In a recent interview, FICO CEO Will Lansing discussed the current state of consumer debt, which has reached a record $1.7 trillion in the third quarter, marking an 8% increase from the previous year. Despite this rise in debt, Lansing noted a slight improvement in delinquency rates. He emphasized the importance of understanding consumer health through FICO’s unique perspective in the analytics and credit scoring industry.
Lansing highlighted FICO’s strong performance in the stock market, noting that the company has been one of the best performers in the S&P 500 this year. He attributed this success to the growth in both their scores and software businesses, which are experiencing double-digit growth. The demand for analytics software has surged as businesses seek to optimize their interactions with consumers, driving FICO’s continued expansion.
Reflecting on the evolution of credit scores, Lansing pointed out that while credit scores were previously seen as a key indicator for major purchases or employment, the landscape has changed significantly over the last decade. The availability of more data has allowed FICO’s software to make more precise decisions, broadening the total addressable market for their services and increasing demand from businesses.
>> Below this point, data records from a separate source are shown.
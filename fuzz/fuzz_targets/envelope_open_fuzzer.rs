//! Fuzz target for the sealed-frame codec
//!
//! Exercise [`open`] against adversarial bytes and tampered frames.
//!
//! # Strategy
//!
//! - Raw garbage: arbitrary byte strings, including ones shorter than the
//!   minimum frame layout
//! - Candidate lists: arbitrary AAD sets, empty lists included
//! - Round trips: seal under one context, open against a candidate list
//!   containing it
//! - Tampering: flip a single bit anywhere in a valid frame
//!
//! # Invariants
//!
//! - NEVER panic, whatever the input bytes
//! - A frame sealed under some AAD opens when that AAD is among the
//!   candidates, yielding the original plaintext and the matching index
//! - Any single-bit modification of a sealed frame fails authentication
//! - Opening with an unrelated key fails authentication

#![no_main]

use arbitrary::Arbitrary;
use libfuzzer_sys::fuzz_target;
use lanyard_crypto::{NONCE_SIZE, SessionKey, open, seal};

#[derive(Debug, Arbitrary)]
struct FuzzInput {
    key: [u8; 32],
    other_key: [u8; 32],
    nonce: [u8; NONCE_SIZE],
    aads: Vec<String>,
    aad_pick: usize,
    plaintext: Vec<u8>,
    garbage: Vec<u8>,
    flip_bit: usize,
}

fuzz_target!(|input: FuzzInput| {
    let key = SessionKey::from_bytes(input.key);

    let candidates: Vec<&str> = input.aads.iter().map(String::as_str).collect();

    // Arbitrary bytes must be rejected without panicking. A forged frame
    // passing GCM authentication would be a miracle worth crashing over.
    if !input.garbage.is_empty() || candidates.is_empty() {
        assert!(open(&key, &input.garbage, &candidates).is_err());
    }

    let Some(seal_aad) = input.aads.get(input.aad_pick % input.aads.len().max(1)) else {
        return;
    };

    let frame = match seal(&key, input.nonce, seal_aad, &input.plaintext) {
        Ok(frame) => frame,
        Err(_) => return,
    };

    let opened = open(&key, &frame, &candidates).expect("sealed frame must open");
    assert_eq!(opened.plaintext, input.plaintext);
    assert_eq!(input.aads[opened.aad_index], *seal_aad);

    // One flipped bit anywhere (nonce, tag, or ciphertext) must break
    // authentication.
    let mut tampered = frame.clone();
    let bit = input.flip_bit % (tampered.len() * 8);
    tampered[bit / 8] ^= 1 << (bit % 8);
    assert!(open(&key, &tampered, &candidates).is_err());

    if input.other_key != input.key {
        let other = SessionKey::from_bytes(input.other_key);
        assert!(open(&other, &frame, &candidates).is_err());
    }
});
//! Error types for cryptographic operations.

use thiserror::Error;

/// Errors from sealing and opening envelope frames.
#[derive(Debug, Error, PartialEq, Eq)]
pub enum CryptoError {
    /// Frame is shorter than a nonce plus an authentication tag.
    #[error("frame too short: {len} bytes, need at least {min}", min = crate::frame::MIN_FRAME_SIZE)]
    FrameTooShort {
        /// Length of the rejected frame.
        len: usize,
    },

    /// No candidate context authenticated the frame.
    ///
    /// Deliberately carries no detail: a wrong key, a tampered frame, and a
    /// mismatched AAD are indistinguishable to the caller.
    #[error("frame authentication failed")]
    DecryptFailed,

    /// The cipher rejected the seal request.
    #[error("frame encryption failed")]
    EncryptFailed,
}
//! Error types for channels and endpoint state machines.
//!
//! The protocol's fail-silent policy is expressed through `is_fatal()`:
//! non-fatal errors mean "drop this frame, tell no one" and the owning
//! runtime logs them locally; fatal errors tear the connection down.

use lanyard_crypto::CryptoError;
use lanyard_proto::{Direction, MessageKind, ProtoError};
use thiserror::Error;

/// Errors from sealing and admitting frames on a [`crate::Channel`].
#[derive(Debug, Error)]
pub enum ChannelError {
    /// Decryption, authentication, or frame-shape failure.
    #[error("frame rejected: {0}")]
    Crypto(#[from] CryptoError),

    /// Plaintext did not parse as an envelope, or a payload failed to
    /// serialize.
    #[error("envelope rejected: {0}")]
    Proto(#[from] ProtoError),

    /// The envelope arrived on the wrong direction.
    #[error("direction mismatch: got {got}")]
    Direction {
        /// Direction claimed by the envelope.
        got: Direction,
    },

    /// The envelope's sequence number is not the next expected value.
    ///
    /// Covers replays (`got` <= accepted max) and gaps (`got` > expected)
    /// alike; both drop identically.
    #[error("sequence mismatch: expected {expected}, got {got}")]
    Sequence {
        /// The only sequence number that would have been admitted.
        expected: u64,
        /// Sequence number the envelope carried.
        got: u64,
    },

    /// A post-handshake v2 envelope did not echo the connection epoch.
    #[error("epoch mismatch")]
    Epoch,
}

/// Errors from parsing a share URL fragment.
#[derive(Debug, Error, PartialEq, Eq)]
pub enum ShareUrlError {
    /// A required fragment parameter is absent.
    #[error("share URL missing `{field}`")]
    MissingField {
        /// Name of the absent parameter.
        field: &'static str,
    },

    /// The `session` parameter is not a v4 UUID.
    #[error("share URL session id is not a v4 UUID")]
    InvalidSessionId,

    /// The `key` parameter does not decode to exactly 32 bytes.
    #[error("share URL key is not 32 base64-encoded bytes")]
    InvalidKey,
}

/// Errors from the host state machine.
#[derive(Debug, Error)]
pub enum HostError {
    /// An inbound frame failed decryption or admission. Dropped silently.
    #[error("inbound frame dropped: {0}")]
    Reject(#[source] ChannelError),

    /// An inbound payload was missing or malformed. Dropped silently.
    #[error("inbound payload dropped: {0}")]
    Payload(#[source] ProtoError),

    /// A message kind arrived that this state does not accept.
    #[error("unexpected {kind:?} message")]
    UnexpectedKind {
        /// Kind of the dropped envelope.
        kind: MessageKind,
    },

    /// A non-`PAIR` message arrived while pairing is still required.
    #[error("{kind:?} blocked by pairing gate")]
    PairingGate {
        /// Kind of the dropped envelope.
        kind: MessageKind,
    },

    /// The operation needs a ready, paired client channel.
    #[error("no ready paired client channel")]
    NotReady,

    /// Sealing an outbound frame failed.
    #[error("outbound seal failed: {0}")]
    Seal(#[source] ChannelError),
}

impl HostError {
    /// Returns true if this error is fatal (unrecoverable).
    ///
    /// Non-fatal errors are the drop class: the frame is discarded and the
    /// connection continues. Fatal errors tear the connection down.
    pub fn is_fatal(&self) -> bool {
        match self {
            Self::Reject(_)
            | Self::Payload(_)
            | Self::UnexpectedKind { .. }
            | Self::PairingGate { .. }
            | Self::NotReady => false,

            Self::Seal(_) => true,
        }
    }
}

/// Errors from the client state machine.
#[derive(Debug, Error)]
pub enum ClientError {
    /// An inbound frame failed decryption or admission. Dropped silently.
    #[error("inbound frame dropped: {0}")]
    Reject(#[source] ChannelError),

    /// An inbound payload was missing or malformed. Dropped silently.
    #[error("inbound payload dropped: {0}")]
    Payload(#[source] ProtoError),

    /// A message kind arrived that this state does not accept.
    #[error("unexpected {kind:?} message")]
    UnexpectedKind {
        /// Kind of the dropped envelope.
        kind: MessageKind,
    },

    /// The acknowledgement selected a version this client never offered.
    #[error("host selected unsupported version {version}")]
    UnsupportedVersion {
        /// Version quoted by the acknowledgement.
        version: u8,
    },

    /// A v2 acknowledgement arrived without the epoch it must advertise.
    #[error("v2 acknowledgement carried no epoch")]
    MissingEpoch,

    /// The operation needs a ready (and, for traffic, paired) channel.
    #[error("channel not ready")]
    NotReady,

    /// Sealing an outbound frame failed.
    #[error("outbound seal failed: {0}")]
    Seal(#[source] ChannelError),
}

impl ClientError {
    /// Returns true if this error is fatal (unrecoverable).
    pub fn is_fatal(&self) -> bool {
        match self {
            Self::Reject(_)
            | Self::Payload(_)
            | Self::UnexpectedKind { .. }
            | Self::UnsupportedVersion { .. }
            | Self::MissingEpoch
            | Self::NotReady => false,

            Self::Seal(_) => true,
        }
    }
}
When discussing the role of artificial intelligence (AI) in FICO’s operations, Lansing explained that while AI and machine learning have been utilized for a long time, they do not apply these technologies in their scoring models due to regulatory concerns. Regulators require transparency in decision-making processes, and AI’s “black box” nature poses challenges in this regard. However, FICO does leverage AI for other applications, such as synthetic data generation and developing methods to audit AI decision-making.
In conclusion, Lansing’s insights reveal a complex landscape of consumer credit and the evolving role of data analytics in financial decision-making. While consumer debt is rising, FICO’s strong performance and innovative use of technology position the company well for future growth. The balance between leveraging advanced analytics and adhering to regulatory standards remains a critical focus for FICO as they navigate the changing economic environment.